It’s the day after Labor Day I wanted to share an intriguing idea known as coworking. Many of you are familiar with sharing tenant services for small companies that are unable to rent their office, but would like to benefit from an array of common services like conference rooms, fax machines reception spaces, other such things. What if the $400 or so per month charge for these services is far from the mark for a new business owner? What if working at a coffee shop or any other Wi-Fi free location doesn’t seem professional enough? Between these scenarios is when coworking is a good idea. coworking space

Coworking has many names, such as it being the “Jelly” movement that was started with Amit Gupta. The concept is that people who are looking for more than the virtual world of tweeting, emailing and blogging online could get out of their homes and spend time with others who are doing their job as well. The idea is to build an online community of like-minded individuals however, they come from different backgrounds as well as different skill sets and hobbies – similar to your neighborhood Faceless Big Company Cubicle Warren. Bring your laptop and cellphone, connect them to an internet connection and enjoy the complimentary coffee. It’s a good deal “rent” is affordable – approximately $50 per month or perhaps less, based on the frequency you have to be present. Certain facilities offer more amenities like multiple-line phone systems and conference rooms, while others have fewer. They’re all a step above Starbucks but.
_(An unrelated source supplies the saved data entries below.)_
use std::fmt;
use std::str::FromStr;

use chrono::{DateTime, NaiveDate, NaiveDateTime, Utc};
use serde::{Deserialize, Deserializer, Serialize};

use crate::{ResponsePayload, Severity, TriageError};

/// Clinical-decision rule a call was made for.
#[derive(Debug, Clone, Copy, Serialize, Deserialize, PartialEq, Eq, PartialOrd, Ord, Hash)]
pub enum Category {
    #[serde(rename = "Treatment Recommendation")]
    TreatmentRecommendation,
    #[serde(rename = "Diagnosis Evaluation")]
    DiagnosisEvaluation,
    #[serde(rename = "Clinical Notes")]
    ClinicalNotes,
    #[serde(rename = "Vitals & Chief Complaint Evaluation")]
    VitalsChiefComplaintEvaluation,
    #[serde(rename = "Investigation Recommendations")]
    InvestigationRecommendations,
}

impl Category {
    /// Every category, including ones that may be absent from a given data set.
    pub const ALL: [Category; 5] = [
        Category::TreatmentRecommendation,
        Category::DiagnosisEvaluation,
        Category::ClinicalNotes,
        Category::VitalsChiefComplaintEvaluation,
        Category::InvestigationRecommendations,
    ];

    pub fn as_str(self) -> &'static str {
        match self {
            Category::TreatmentRecommendation => "Treatment Recommendation",
            Category::DiagnosisEvaluation => "Diagnosis Evaluation",
            Category::ClinicalNotes => "Clinical Notes",
            Category::VitalsChiefComplaintEvaluation => "Vitals & Chief Complaint Evaluation",
            Category::InvestigationRecommendations => "Investigation Recommendations",
        }
    }
}

impl fmt::Display for Category {
    fn fmt(&self, f: &mut fmt::Formatter<'_>) -> fmt::Result {
        f.write_str(self.as_str())
    }
}

impl FromStr for Category {
    type Err = TriageError;

    fn from_str(s: &str) -> Result<Self, Self::Err> {
        Category::ALL
            .into_iter()
            .find(|category| category.as_str() == s)
            .ok_or_else(|| TriageError::Parse(format!("unknown category {s:?}")))
    }
}

/// Clinician thumbs up / thumbs down on a call.
#[derive(Debug, Clone, Copy, Serialize, Deserialize, PartialEq, Eq)]
pub enum Feedback {
    Up,
    Down,
    None,
}

/// Whether the call was shown to the clinician.
#[derive(Debug, Clone, Copy, Serialize, Deserialize, PartialEq, Eq)]
pub enum Presence {
    Active,
    Silent,
}

/// One AI assessment tied to an encounter.
#[derive(Debug, Clone, Serialize, Deserialize, PartialEq)]
pub struct Call {
    #[serde(rename = "rule")]
    category: Category,
    response: ResponsePayload,
    user_id: String,
    #[serde(deserialize_with = "deserialize_timestamp")]
    time: DateTime<Utc>,
    #[serde(rename = "thumbs_up_down")]
    feedback: Feedback,
    user_role_prompt: String,
    #[serde(rename = "silent")]
    presence: Presence,
    #[serde(default)]
    acknowledged: Option<bool>,
}

impl Call {
    pub fn new(
        category: Category,
        response: ResponsePayload,
        user_id: impl Into<String>,
        time: DateTime<Utc>,
    ) -> Self {
        Self {
            category,
            response,
            user_id: user_id.into(),
            time,
            feedback: Feedback::None,
            user_role_prompt: String::new(),
            presence: Presence::Active,
            acknowledged: None,
        }
    }

    pub fn with_feedback(mut self, feedback: Feedback) -> Self {
        self.feedback = feedback;
        self
    }

    pub fn with_user_role_prompt(mut self, prompt: impl Into<String>) -> Self {
        self.user_role_prompt = prompt.into();
        self
    }

    pub fn with_presence(mut self, presence: Presence) -> Self {
        self.presence = presence;
        self
    }

    pub fn with_acknowledged(mut self, acknowledged: bool) -> Self {
        self.acknowledged = Some(acknowledged);
        self
    }

    pub fn category(&self) -> Category {
        self.category
    }

    pub fn response(&self) -> &ResponsePayload {
        &self.response
    }

    pub fn user_id(&self) -> &str {
        &self.user_id
    }

    pub fn time(&self) -> DateTime<Utc> {
        self.time
    }

    pub fn feedback(&self) -> Feedback {
        self.feedback
    }

    pub fn user_role_prompt(&self) -> &str {
        &self.user_role_prompt
    }

    pub fn presence(&self) -> Presence {
        self.presence
    }

    pub fn acknowledged(&self) -> Option<bool> {
        self.acknowledged
    }

    /// Worst severity across every observation and recommendation of the call.
    pub fn color(&self) -> Severity {
        self.response.worst_severity()
    }
}

/// Timestamps arrive as text or as Unix epoch numbers.
#[derive(Deserialize)]
#[serde(untagged)]
enum RawTimestamp {
    Seconds(i64),
    Fractional(f64),
    Text(String),
}

fn deserialize_timestamp<'de, D>(deserializer: D) -> Result<DateTime<Utc>, D::Error>
where
    D: Deserializer<'de>,
{
    let parsed = match RawTimestamp::deserialize(deserializer)? {
        RawTimestamp::Seconds(value) => from_epoch(value as f64),
        RawTimestamp::Fractional(value) => from_epoch(value),
        RawTimestamp::Text(raw) => {
            return parse_timestamp(&raw)
                .ok_or_else(|| serde::de::Error::custom(format!("invalid timestamp {raw:?}")));
        }
    };
    parsed.ok_or_else(|| serde::de::Error::custom("timestamp out of range"))
}

/// RFC 3339, an ISO-8601 timestamp with or without seconds or offset, a bare date, or
/// epoch seconds written as text. Anything without an offset is taken as UTC.
fn parse_timestamp(value: &str) -> Option<DateTime<Utc>> {
    let value = value.trim();
    if let Ok(dt) = DateTime::parse_from_rfc3339(value) {
        return Some(dt.with_timezone(&Utc));
    }

    let with_offset = [
        "%Y-%m-%dT%H:%M:%S%.f%z",
        "%Y-%m-%d %H:%M:%S%.f%z",
        "%Y-%m-%dT%H:%M%z",
        "%Y-%m-%d %H:%M%z",
    ]
    .iter()
    .find_map(|format| DateTime::parse_from_str(value, format).ok())
    .map(|dt| dt.with_timezone(&Utc));
    if with_offset.is_some() {
        return with_offset;
    }

    let naive = [
        "%Y-%m-%dT%H:%M:%S%.f",
        "%Y-%m-%d %H:%M:%S%.f",
        "%Y-%m-%dT%H:%M",
        "%Y-%m-%d %H:%M",
    ]
    .iter()
    .find_map(|format| NaiveDateTime::parse_from_str(value, format).ok())
    .or_else(|| {
        NaiveDate::parse_from_str(value, "%Y-%m-%d")
            .ok()
            .and_then(|date| date.and_hms_opt(0, 0, 0))
    });
    if let Some(naive) = naive {
        return Some(naive.and_utc());
    }

    value.parse::<f64>().ok().and_then(from_epoch)
}

/// Epoch seconds, or milliseconds once the magnitude is past what seconds can
/// plausibly be (2e10 s is in the year 2603).
fn from_epoch(value: f64) -> Option<DateTime<Utc>> {
    if !value.is_finite() {
        return None;
    }
    let seconds = if value.abs() > 2e10 { value / 1000.0 } else { value };
    let whole = seconds.floor();
    let nanos = ((seconds - whole) * 1e9).round().min(999_999_999.0) as u32;
    DateTime::from_timestamp(whole as i64, nanos)
}
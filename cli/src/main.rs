use std::path::{Path, PathBuf};

use anyhow::Context;
use clap::{Parser, Subcommand, ValueEnum};
use tracing_subscriber::{layer::SubscriberExt, util::SubscriberInitExt};
use triage_core::{calls_from_str, Category};
use triage_notes::{documentation_from_str, normalize_investigations, NotesConfig};

#[derive(Parser, Debug)]
#[command(
    name = "triage-cli",
    about = "Severity signals from AI clinical calls, and rendered encounter notes."
)]
struct Args {
    /// JSON file with note rendering options; defaults apply when omitted.
    #[arg(short, long, global = true)]
    config: Option<PathBuf>,

    #[command(subcommand)]
    command: Command,
}

#[derive(Subcommand, Debug)]
enum Command {
    /// Summarize a JSON list of AI calls into severity signals.
    Summarize {
        /// Path to the calls JSON file.
        #[arg(short, long)]
        input: PathBuf,
        /// Only report this category.
        #[arg(long)]
        category: Option<String>,
        /// Print the summary as JSON.
        #[arg(long)]
        json: bool,
    },
    /// Render note sections from a clinical documentation record.
    Render {
        /// Path to the record JSON file.
        #[arg(short, long)]
        input: PathBuf,
        /// Section to print; all four when omitted.
        #[arg(long, value_enum)]
        section: Option<Section>,
    },
    /// Normalize a lab-results text file.
    Normalize {
        /// Path to the lab-results text file.
        #[arg(short, long)]
        input: PathBuf,
    },
}

#[derive(ValueEnum, Clone, Copy, Debug)]
enum Section {
    History,
    Investigations,
    Diagnosis,
    Treatment,
}

fn main() -> anyhow::Result<()> {
    tracing_subscriber::registry()
        .with(
            tracing_subscriber::EnvFilter::from_default_env()
                .add_directive("triage=info".parse()?),
        )
        .with(tracing_subscriber::fmt::layer().with_writer(std::io::stderr))
        .init();

    let args = Args::parse();
    let config = load_config(args.config.as_deref())?;

    match args.command {
        Command::Summarize {
            input,
            category,
            json,
        } => summarize(&input, category.as_deref(), json),
        Command::Render { input, section } => render(&input, section, &config),
        Command::Normalize { input } => {
            let text = read_input(&input)?;
            let normalized = normalize_investigations(&text, &config)?;
            println!("{normalized}");
            Ok(())
        }
    }
}

fn read_input(path: &Path) -> anyhow::Result<String> {
    std::fs::read_to_string(path).with_context(|| format!("Could not read file {path:?}"))
}

fn load_config(path: Option<&Path>) -> anyhow::Result<NotesConfig> {
    let Some(path) = path else {
        return Ok(NotesConfig::default());
    };
    let data = read_input(path)?;
    let config = serde_json::from_str(&data)
        .with_context(|| format!("Invalid config in {path:?}"))?;
    tracing::info!(config = ?path, "loaded note config");
    Ok(config)
}

fn summarize(input: &Path, category: Option<&str>, json: bool) -> anyhow::Result<()> {
    let calls = calls_from_str(&read_input(input)?)?;

    if let Some(name) = category {
        let category: Category = name.parse()?;
        let scoped = calls.for_category(category);
        println!(
            "{category}: {} calls | first {} | final {} | worst {}",
            scoped.len(),
            show(scoped.first_color()?),
            show(scoped.final_color()?),
            show(scoped.worst_color()),
        );
        return Ok(());
    }

    let summary = calls.summarize();
    if json {
        println!("{}", serde_json::to_string_pretty(&summary)?);
        return Ok(());
    }

    for signal in &summary.categories {
        println!(
            "{}: {} calls | first {} | final {} | worst {}",
            signal.category,
            signal.calls,
            show(signal.first_color),
            show(signal.final_color),
            show(signal.worst_color),
        );
    }
    println!(
        "Worst overall: {}\nAny final red: {}\nAny final red or yellow: {}",
        show(summary.worst_color),
        summary.any_final_red,
        summary.any_final_red_yellow
    );

    Ok(())
}

fn render(input: &Path, section: Option<Section>, config: &NotesConfig) -> anyhow::Result<()> {
    let doc = documentation_from_str(&read_input(input)?)?;

    let text = match section {
        Some(Section::History) => doc.history(config)?,
        Some(Section::Investigations) => doc.investigations(config)?,
        Some(Section::Diagnosis) => doc.diagnosis(config)?,
        Some(Section::Treatment) => doc.treatment(config)?,
        None => {
            let note = doc.render_all(config)?;
            [note.history, note.investigations, note.diagnosis, note.treatment].join("\n\n")
        }
    };
    println!("{text}");

    Ok(())
}

fn show<T: std::fmt::Display>(value: Option<T>) -> String {
    value.map_or_else(|| "-".to_string(), |v| v.to_string())
}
There are a lot of sources available on coworking.info and the main workatjelly site lists places in major cities which includes one located in St. Louis. Therefore, in the interest of studying I went to their location this week and was awed by the idea. The coworking space is located in an area of residential development located at the southernmost point in the town, just a couple of blocks from to the Mississippi River. It’s actually an old house that is owned by Lisa Rokusek, complete with complete kitchen, bathroom, and the guest bedroom. Lisa is a recruiter living nearby and initially renovated the home as a guesthouse , before she started coworking. Then she’s addicted to the concept and is working on other properties, too. There are about ten of her regular coworkers that visit every week to a couple of times throughout the month.coworking

You’d think those who hire applicants for new jobs would prefer something more discreet however Lisa is adamant that this concept works for her. She doesn’t require a full-time working 9-to-5 because she’s often visiting clients in their workplaces. When she requires privacy when she’s outside, she’ll take her cellphone to make a phone call. “And it creates a feeling of transparency, as they can see the process by which sausages are created,” she told me.